Two origins, one stone. We trace diamonds across earth extraction and laboratory growth.
Part I
Mined Diamonds
Land and water mining
Diamonds form miles underground under extreme heat and pressure, ultimately reaching the surface through volcanic pipes called kimberlites.
Production by country
Diamond mining is concentrated in a small number of countries. Russia, Angola, and Botswana currently account for the majority of global output by value. The industry's geographic footprint has shifted as older mines in Australia and Canada have closed, with Russia now producing more than one-third of global supply.
Source: Kimberley Process Certification Scheme annual data. Market share calculated by production value (USD). Russia's 2024 share is under review following G7 trade restrictions; actual flows through third-party countries may be higher.
Conflict and the Kimberley Process
In the 1990s, diamond revenues funded devastating civil wars in Sierra Leone, Angola, and the DRC. Blood diamonds entered the public conversation, after which the Kimberley Process Certification Scheme (KPCS) was established in 2003.
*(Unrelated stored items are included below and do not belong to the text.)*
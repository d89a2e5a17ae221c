//! C ABI for the neighborhood keep-mask.
//!
//! Exposes the group-consistent mask oracle to callers that hold neighborhoods in flat,
//! fixed-width buffers. Names are passed as packed byte arrays of `name_width` bytes per entry,
//! padded with spaces or NULs.

use nbprep::core::models::ids::ResidueKey;
use nbprep::engine::mask::{GroupMaskOracle, MaskOracle, MaskRequest};
use rand::SeedableRng;
use rand::rngs::StdRng;
use std::ffi::{CStr, c_char};

pub const NBPREP_OK: i32 = 0;
pub const NBPREP_ERR_NULL_POINTER: i32 = -1;
pub const NBPREP_ERR_INVALID_INPUT: i32 = -2;
pub const NBPREP_ERR_INVALID_UTF8: i32 = -3;

/// Computes the keep-mask of one neighborhood and writes it to `out_mask`.
///
/// `chains` and `sites` hold one entry per populated atom (`atom_count`). `atom_names` holds
/// `capacity` packed names and `out_mask` must have room for `capacity` flags. Randomness comes
/// from a generator seeded with `seed`, so equal inputs give equal masks.
///
/// Returns [`NBPREP_OK`] or a negative status; `out_mask` is only written on success.
///
/// # Safety
///
/// Every non-null pointer must be valid for the number of elements described above, and
/// `backbone_names` for `backbone_count * name_width` bytes.
#[unsafe(no_mangle)]
pub unsafe extern "C" fn nbprep_get_mask(
    atom_count: usize,
    capacity: usize,
    max_sites: usize,
    chains: *const u8,
    sites: *const i64,
    atom_names: *const u8,
    name_width: usize,
    backbone_names: *const u8,
    backbone_count: usize,
    removal_probability: f64,
    central_chain: u8,
    central_site: i64,
    seed: u64,
    out_mask: *mut bool,
) -> i32 {
    if out_mask.is_null()
        || atom_names.is_null()
        || (atom_count > 0 && (chains.is_null() || sites.is_null()))
        || (backbone_count > 0 && backbone_names.is_null())
    {
        return NBPREP_ERR_NULL_POINTER;
    }
    if name_width == 0 || atom_count > capacity {
        return NBPREP_ERR_INVALID_INPUT;
    }

    let (Some(name_bytes), Some(backbone_bytes)) = (
        capacity.checked_mul(name_width),
        backbone_count.checked_mul(name_width),
    ) else {
        return NBPREP_ERR_INVALID_INPUT;
    };

    // SAFETY: lengths and non-null checks above; the caller guarantees the extents.
    let (chain_bytes, sites, atom_names, backbone_names) = unsafe {
        (
            slice_or_empty(chains, atom_count),
            slice_or_empty(sites, atom_count),
            slice_or_empty(atom_names, name_bytes),
            slice_or_empty(backbone_names, backbone_bytes),
        )
    };

    let Some(atom_names) = unpack_names(atom_names, name_width) else {
        return NBPREP_ERR_INVALID_UTF8;
    };
    let Some(backbone_atoms) = unpack_names(backbone_names, name_width) else {
        return NBPREP_ERR_INVALID_UTF8;
    };
    let chains: Vec<String> = chain_bytes.iter().map(|&c| chain_id(c)).collect();
    let central = ResidueKey::new(&chain_id(central_chain), central_site);

    let request = MaskRequest {
        atom_count,
        max_sites,
        chains: &chains,
        sites,
        atom_names: &atom_names,
        backbone_atoms: &backbone_atoms,
        removal_probability,
        central: &central,
    };
    let mut rng = StdRng::seed_from_u64(seed);
    let mask = match GroupMaskOracle.compute_mask(&request, &mut rng) {
        Ok(mask) => mask,
        Err(_) => return NBPREP_ERR_INVALID_INPUT,
    };

    // SAFETY: out_mask is non-null and the caller guarantees room for `capacity` flags.
    let out = unsafe { std::slice::from_raw_parts_mut(out_mask, capacity) };
    out.copy_from_slice(&mask);
    NBPREP_OK
}

/// Static description of a status code. Never freed by the caller.
#[unsafe(no_mangle)]
pub extern "C" fn nbprep_status_message(status: i32) -> *const c_char {
    let message: &'static CStr = match status {
        NBPREP_OK => c"ok",
        NBPREP_ERR_NULL_POINTER => c"a required pointer argument is null",
        NBPREP_ERR_INVALID_INPUT => c"invalid sizes, lengths or probability",
        NBPREP_ERR_INVALID_UTF8 => c"an atom name is not valid UTF-8",
        _ => c"unknown status",
    };
    message.as_ptr()
}

unsafe fn slice_or_empty<'a, T>(ptr: *const T, len: usize) -> &'a [T] {
    if len == 0 {
        &[]
    } else {
        // SAFETY: forwarded from the caller.
        unsafe { std::slice::from_raw_parts(ptr, len) }
    }
}

/// Blank and NUL chain bytes both mean "no chain".
fn chain_id(byte: u8) -> String {
    match byte {
        0 | b' ' => String::new(),
        c => char::from(c).to_string(),
    }
}

fn unpack_names(bytes: &[u8], width: usize) -> Option<Vec<String>> {
    bytes
        .chunks_exact(width)
        .map(|chunk| {
            let end = chunk.iter().position(|&b| b == 0).unwrap_or(chunk.len());
            std::str::from_utf8(&chunk[..end]).ok().map(str::to_string)
        })
        .collect()
}

#[cfg(test)]
mod tests {
    use super::*;
    use std::ptr;

    const WIDTH: usize = 4;

    fn pack(names: &[&str], slots: usize) -> Vec<u8> {
        let mut bytes = vec![0u8; slots * WIDTH];
        for (i, name) in names.iter().enumerate() {
            bytes[i * WIDTH..i * WIDTH + name.len()].copy_from_slice(name.as_bytes());
        }
        bytes
    }

    struct Input {
        chains: Vec<u8>,
        sites: Vec<i64>,
        names: Vec<u8>,
        backbone: Vec<u8>,
        atom_count: usize,
        capacity: usize,
    }

    fn input() -> Input {
        let names = [" N  ", " CA ", " CB ", " N  ", " CA ", " CB ", " N  ", " CB "];
        Input {
            chains: b"AAABBBAA".to_vec(),
            sites: vec![1, 1, 1, 1, 1, 1, 2, 2],
            names: pack(&names, 10),
            backbone: pack(&["N", "CA", "C", "O"], 4),
            atom_count: 8,
            capacity: 10,
        }
    }

    fn call(input: &Input, p: f64, seed: u64, out: &mut [bool]) -> i32 {
        unsafe {
            nbprep_get_mask(
                input.atom_count,
                input.capacity,
                100,
                input.chains.as_ptr(),
                input.sites.as_ptr(),
                input.names.as_ptr(),
                WIDTH,
                input.backbone.as_ptr(),
                4,
                p,
                b'A',
                1,
                seed,
                out.as_mut_ptr(),
            )
        }
    }

    #[test]
    fn central_side_chain_removed_and_backbone_kept() {
        let input = input();
        let mut out = [true; 10];
        assert_eq!(call(&input, 0.0, 1, &mut out), NBPREP_OK);
        assert_eq!(
            out,
            [true, true, false, true, true, true, true, true, false, false]
        );
    }

    #[test]
    fn chain_distinguishes_groups_with_equal_sites() {
        let input = input();
        let mut out = [false; 10];
        assert_eq!(call(&input, 1.0, 1, &mut out), NBPREP_OK);
        assert_eq!(
            out,
            [true, true, false, true, true, false, true, false, false, false]
        );
    }

    #[test]
    fn blank_central_chain_still_removes_central_side_chain() {
        let names = pack(&[" N  ", " CA ", " CB "], 3);
        let backbone = pack(&["N", "CA", "C", "O"], 4);
        for chains in [b"   ", b"\0\0\0"] {
            let mut out = [true; 3];
            let status = unsafe {
                nbprep_get_mask(
                    3,
                    3,
                    10,
                    chains.as_ptr(),
                    [1i64, 1, 1].as_ptr(),
                    names.as_ptr(),
                    WIDTH,
                    backbone.as_ptr(),
                    4,
                    0.0,
                    b' ',
                    1,
                    0,
                    out.as_mut_ptr(),
                )
            };
            assert_eq!(status, NBPREP_OK);
            assert_eq!(out, [true, true, false], "chains {:?}", chains);
        }
    }

    #[test]
    fn same_seed_gives_same_mask() {
        let input = input();
        let mut a = [false; 10];
        let mut b = [false; 10];
        call(&input, 0.5, 99, &mut a);
        call(&input, 0.5, 99, &mut b);
        assert_eq!(a, b);
    }

    #[test]
    fn rejects_null_and_invalid_arguments() {
        let input = input();
        let status = unsafe {
            nbprep_get_mask(
                8,
                10,
                100,
                input.chains.as_ptr(),
                input.sites.as_ptr(),
                input.names.as_ptr(),
                WIDTH,
                input.backbone.as_ptr(),
                4,
                0.5,
                b'A',
                1,
                0,
                ptr::null_mut(),
            )
        };
        assert_eq!(status, NBPREP_ERR_NULL_POINTER);

        let mut out = [false; 10];
        assert_eq!(call(&input, 1.5, 0, &mut out), NBPREP_ERR_INVALID_INPUT);

        let mut bad = input;
        bad.names[0] = 0xFF;
        assert_eq!(call(&bad, 0.5, 0, &mut out), NBPREP_ERR_INVALID_UTF8);
    }

    #[test]
    fn status_messages_are_static_c_strings() {
        let message = unsafe { CStr::from_ptr(nbprep_status_message(NBPREP_ERR_NULL_POINTER)) };
        assert_eq!(message.to_str().unwrap(), "a required pointer argument is null");
        let unknown = unsafe { CStr::from_ptr(nbprep_status_message(42)) };
        assert_eq!(unknown.to_str().unwrap(), "unknown status");
    }
}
The KPCS requires member countries to certify conflict-free rough diamond exports. Participating nations must meet minimum standards for internal controls and cannot trade with nonmembers.
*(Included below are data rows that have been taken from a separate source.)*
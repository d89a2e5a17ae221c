use indicatif::{ProgressBar, ProgressState, ProgressStyle};
use nbprep::engine::progress::{Progress, ProgressCallback};
use std::sync::{Arc, Mutex};
use tracing::warn;

#[derive(Clone)]
pub struct CliProgressHandler {
    pb: Arc<Mutex<ProgressBar>>,
}

impl CliProgressHandler {
    pub fn new() -> Self {
        let pb = ProgressBar::new(0).with_style(Self::bar_style());
        pb.set_draw_target(indicatif::ProgressDrawTarget::stderr());
        pb.finish_and_clear();

        Self {
            pb: Arc::new(Mutex::new(pb)),
        }
    }

    pub fn get_callback(&self) -> ProgressCallback<'static> {
        let pb_clone = self.pb.clone();

        Box::new(move |progress: Progress| {
            let Ok(pb_guard) = pb_clone.lock() else {
                warn!("Progress bar mutex was poisoned. Cannot update progress.");
                return;
            };

            match progress {
                Progress::BatchStart { name, total } => {
                    pb_guard.reset();
                    pb_guard.set_length(total);
                    pb_guard.set_position(0);
                    pb_guard.set_message(name);
                }
                Progress::ItemDone => {
                    pb_guard.inc(1);
                }
                Progress::BatchFinish => {
                    if pb_guard.position() < pb_guard.length().unwrap_or(0) {
                        pb_guard.set_position(pb_guard.length().unwrap_or(0));
                    }
                    pb_guard.finish();
                }
                Progress::Message(msg) => {
                    if !pb_guard.is_finished() {
                        pb_guard.println(format!("  {}", msg));
                    } else {
                        pb_guard.set_message(msg);
                    }
                }
            }
        })
    }

    fn bar_style() -> ProgressStyle {
        ProgressStyle::with_template("{msg:<20} [{bar:40.cyan/blue}] {pos}/{len} ({eta})")
            .unwrap_or_else(|_| ProgressStyle::default_bar())
            .with_key(
                "eta",
                |state: &ProgressState, w: &mut dyn std::fmt::Write| {
                    let _ = write!(w, "{:.1}s", state.eta().as_secs_f64());
                },
            )
            .progress_chars("##-")
    }
}

impl Default for CliProgressHandler {
    fn default() -> Self {
        Self::new()
    }
}
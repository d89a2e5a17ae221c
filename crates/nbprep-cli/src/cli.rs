use clap::{Args, Parser, Subcommand};
use std::path::PathBuf;

const HELP_TEMPLATE: &str = "\
{before-help}{name} {version}
{author-with-newline}{about-with-newline}
{usage-heading} {usage}

{all-args}{after-help}
";

#[derive(Parser, Debug)]
#[command(
    version,
    about = "NBPREP CLI - Stochastic side-chain downsampling and chi-angle side-chain reconstruction for protein atomic neighborhoods.",
    help_template = HELP_TEMPLATE,
)]
#[command(propagate_version = true)]
pub struct Cli {
    #[command(subcommand)]
    pub command: Commands,

    /// Increase verbosity level (-v for INFO, -vv for DEBUG, -vvv for TRACE)
    #[arg(short, long, action = clap::ArgAction::Count, global = true)]
    pub verbose: u8,

    /// Suppress all log output except for errors
    #[arg(short, long, global = true, conflicts_with = "verbose")]
    pub quiet: bool,

    /// Write logs to a specified file in addition to the console output
    #[arg(long, global = true, value_name = "PATH")]
    pub log_file: Option<PathBuf>,

    /// Set the number of threads for parallel computation.
    /// Defaults to the number of available logical cores.
    #[arg(short = 'j', long, global = true, value_name = "NUM")]
    pub threads: Option<usize>,
}

#[derive(Subcommand, Debug)]
pub enum Commands {
    /// Remove side chains from every neighborhood of a dataset.
    Downsample(DownsampleArgs),
    /// Rebuild the central side chain of every neighborhood from chi angles.
    Reconstruct(ReconstructArgs),
    /// Downsample a dataset in memory and verify the result.
    Check(CheckArgs),
}

/// Configuration file and `--set` overrides shared by all commands.
#[derive(Args, Debug, Clone, Default)]
pub struct ConfigArgs {
    /// Path to a configuration file in TOML format.
    #[arg(short, long, value_name = "PATH")]
    pub config: Option<PathBuf>,

    /// Set a specific configuration value, overriding the config file and flags.
    /// Can be used multiple times. Example: -S downsampling.seed=7
    #[arg(short = 'S', long = "set", value_name = "KEY=VALUE", num_args(0..))]
    pub set_values: Vec<String>,
}

/// Downsampling overrides shared by `downsample` and `check`.
#[derive(Args, Debug, Clone, Default)]
pub struct SamplingArgs {
    /// Probability of removing each non-central side chain.
    #[arg(short = 'p', long, value_name = "FLOAT")]
    pub removal_probability: Option<f64>,

    /// Seed of the per-record random number generators.
    #[arg(long, value_name = "INT")]
    pub seed: Option<u64>,

    /// Number of atom slots in every output record.
    #[arg(long, value_name = "INT")]
    pub capacity: Option<usize>,
}

/// Arguments for the `downsample` subcommand.
#[derive(Args, Debug)]
pub struct DownsampleArgs {
    /// Path to the input dataset (JSON array of neighborhoods).
    #[arg(short, long, required = true, value_name = "PATH")]
    pub input: PathBuf,

    /// Path for the downsampled dataset.
    #[arg(short, long, required = true, value_name = "PATH")]
    pub output: PathBuf,

    /// Drop exact duplicate records before downsampling.
    #[arg(long)]
    pub dedup: bool,

    #[command(flatten)]
    pub config: ConfigArgs,

    #[command(flatten)]
    pub sampling: SamplingArgs,
}

/// Arguments for the `reconstruct` subcommand.
#[derive(Args, Debug)]
pub struct ReconstructArgs {
    /// Path to the input dataset (JSON array of neighborhoods).
    #[arg(short, long, required = true, value_name = "PATH")]
    pub input: PathBuf,

    /// CSV of chi angles with header `index,chi1,chi2,chi3,chi4`.
    #[arg(long, required = true, value_name = "PATH")]
    pub chi: PathBuf,

    /// Reconstruction parameter table. Overrides `reconstruction.params-path`.
    #[arg(long, value_name = "PATH")]
    pub params: Option<PathBuf>,

    /// Path for the JSON reconstruction report.
    #[arg(short, long, required = true, value_name = "PATH")]
    pub output: PathBuf,

    /// Only rebuild side-chain atoms that are present in the input.
    #[arg(long)]
    pub observed_only: bool,

    #[command(flatten)]
    pub config: ConfigArgs,
}

/// Arguments for the `check` subcommand.
#[derive(Args, Debug)]
pub struct CheckArgs {
    /// Path to the input dataset (JSON array of neighborhoods).
    #[arg(short, long, required = true, value_name = "PATH")]
    pub input: PathBuf,

    /// Also evaluate reconstruction accuracy with this parameter table.
    /// Overrides `reconstruction.params-path`.
    #[arg(long, value_name = "PATH")]
    pub params: Option<PathBuf>,

    /// Check only the first N records.
    #[arg(long, value_name = "N")]
    pub limit: Option<usize>,

    /// Drop exact duplicate records before checking.
    #[arg(long)]
    pub dedup: bool,

    #[command(flatten)]
    pub config: ConfigArgs,

    #[command(flatten)]
    pub sampling: SamplingArgs,
}
use super::load_records;
use crate::cli::CheckArgs;
use crate::config;
use crate::error::{CliError, Result};
use crate::utils::progress::CliProgressHandler;
use nbprep::core::params::ReconstructionParams;
use nbprep::engine::progress::ProgressReporter;
use nbprep::workflows;
use nbprep::workflows::check::{CheckOptions, CheckReport};
use tracing::info;

pub fn run(args: CheckArgs) -> Result<()> {
    let settings = config::build_downsample_settings(&args.config, &args.sampling)?;
    let params = match config::resolve_params_path(&args.config, args.params.as_deref())? {
        Some(path) => {
            info!("Loading reconstruction parameters from {:?}", path);
            Some(ReconstructionParams::load(&path).map_err(CliError::core)?)
        }
        None => None,
    };
    let records = load_records(&args.input, args.dedup)?;

    let options = CheckOptions {
        removal_probability: settings.removal_probability,
        seed: settings.seed,
        limit: args.limit,
    };

    let progress_handler = CliProgressHandler::new();
    let reporter = ProgressReporter::with_callback(progress_handler.get_callback());

    let report = workflows::check::run(
        &records,
        &settings.core_config,
        &options,
        params.as_ref(),
        &reporter,
    )?;
    print_report(&report, settings.removal_probability);

    if report.passed() {
        Ok(())
    } else {
        Err(CliError::CheckFailed(report.violations.len()))
    }
}

fn print_report(report: &CheckReport, p: f64) {
    println!(
        "Downsampled {} record(s) in {:.3}s ({:.1} records/s)",
        report.records_checked,
        report.elapsed.as_secs_f64(),
        report.records_per_second()
    );

    if report.passed() {
        println!("\nSANITY CHECKS PASSED");
        println!("  - All backbone atoms remain");
        println!("  - Central side chain removed");
        println!("  - Side chains kept or removed as a whole");
    } else {
        println!("\nSANITY CHECKS FAILED");
        for violation in &report.violations {
            println!("  - record {}: {}", violation.index, violation.detail);
        }
    }

    match &report.removed_proportion {
        Some(estimate) => println!(
            "  - 95% Student-t interval for the proportion of removed side chains: ({:.4}, {:.4}) over {} record(s) (true p={})",
            estimate.lower, estimate.upper, estimate.samples, p
        ),
        None => println!("  - No record had a non-central side chain to remove"),
    }

    if let Some(summary) = &report.reconstruction {
        println!(
            "\nReconstruction from measured chi angles: {} evaluated, {} skipped",
            summary.evaluated, summary.skipped
        );
        if let Some(mean) = summary.mean {
            println!("  mean RMSD {:.4} Å", mean);
        }
        for (residue, stat) in &summary.per_residue {
            println!("  {:<4} n={:<6} RMSD {:.4} Å", residue, stat.count, stat.mean);
        }
    }
}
The KPCS defines conflict diamonds narrowly: stones used to fund rebel movements against recognized governments. This definition excludes diamonds mined in state-sanctioned operations that nonetheless involve forced labor, human rights abuses, or environmental damage. Following the invasion of Ukraine in 2022, Russia has remained a member of the KPCS and is now the largest producer of mined diamonds.
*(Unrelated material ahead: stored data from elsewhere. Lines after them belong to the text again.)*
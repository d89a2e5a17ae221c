//! # Core Module
//!
//! Stateless building blocks shared by the engine and the workflows.
//!
//! - **Neighborhood Representation** ([`models`]) - Fixed-capacity neighborhood records and residue identifiers
//! - **Geometry** ([`utils`]) - Plane normals, internal-coordinate placement and measurement helpers
//! - **Reconstruction Parameters** ([`params`]) - Bond lengths, angles and chi atom tables per amino acid
//! - **Dataset I/O** ([`io`]) - JSON neighborhood datasets and CSV chi-angle tables

pub mod io;
pub mod models;
pub mod params;
pub mod utils;
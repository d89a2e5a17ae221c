mod builder;
mod defaults;
mod file;
mod models;

pub use builder::{build_downsample_settings, resolve_params_path};
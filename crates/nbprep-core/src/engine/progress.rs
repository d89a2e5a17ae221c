#[derive(Debug, Clone, PartialEq)]
pub enum Progress {
    BatchStart { name: &'static str, total: u64 },
    ItemDone,
    BatchFinish,

    Message(String),
}

pub type ProgressCallback<'a> = Box<dyn Fn(Progress) + Send + Sync + 'a>;

/// Forwards batch progress to an optional callback. Safe to share across rayon workers.
#[derive(Default)]
pub struct ProgressReporter<'a> {
    callback: Option<ProgressCallback<'a>>,
}

impl<'a> ProgressReporter<'a> {
    pub fn new() -> Self {
        Self::default()
    }

    pub fn with_callback(callback: ProgressCallback<'a>) -> Self {
        Self {
            callback: Some(callback),
        }
    }

    #[inline]
    pub fn report(&self, event: Progress) {
        if let Some(cb) = &self.callback {
            cb(event);
        }
    }
}
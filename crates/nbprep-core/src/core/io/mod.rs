//! Dataset and chi-angle table I/O.
//!
//! Neighborhood datasets are JSON arrays of [`NeighborhoodRecord`](crate::core::models::neighborhood::NeighborhoodRecord)
//! objects; chi angles for reconstruction come from CSV tables indexed by record position.

pub mod chi_angles;
pub mod dataset;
Provenance and the trading chain
As a diamond journeys from mine to ring, it typically passes through multiple intermediaries, each adding handling and margin. Traceability weakens at every step.
Rough diamonds are sorted by producing companies (primarily De Beers and Russia's ALROSA) and sold to select buyers called sightholders in fixed allocation events. Rough stones then travel to cutting centers, mainly Surat, India, where they are polished and graded. Polished stones enter trading hubs in Antwerp, Dubai, New York, and Tel Aviv, before reaching designers and retailers. At each stage, stones may be mixed, resorted, and resold, breaking the chain of origin.
Some producers and retailers are beginning to offer provenance tracking through blockchain-based programs (Tracr, Everledger) and direct mine-to-market sourcing (Botswanamark, Canadamark). These programs are voluntary and cover a small fraction of total mined diamond supply, estimated at <10%.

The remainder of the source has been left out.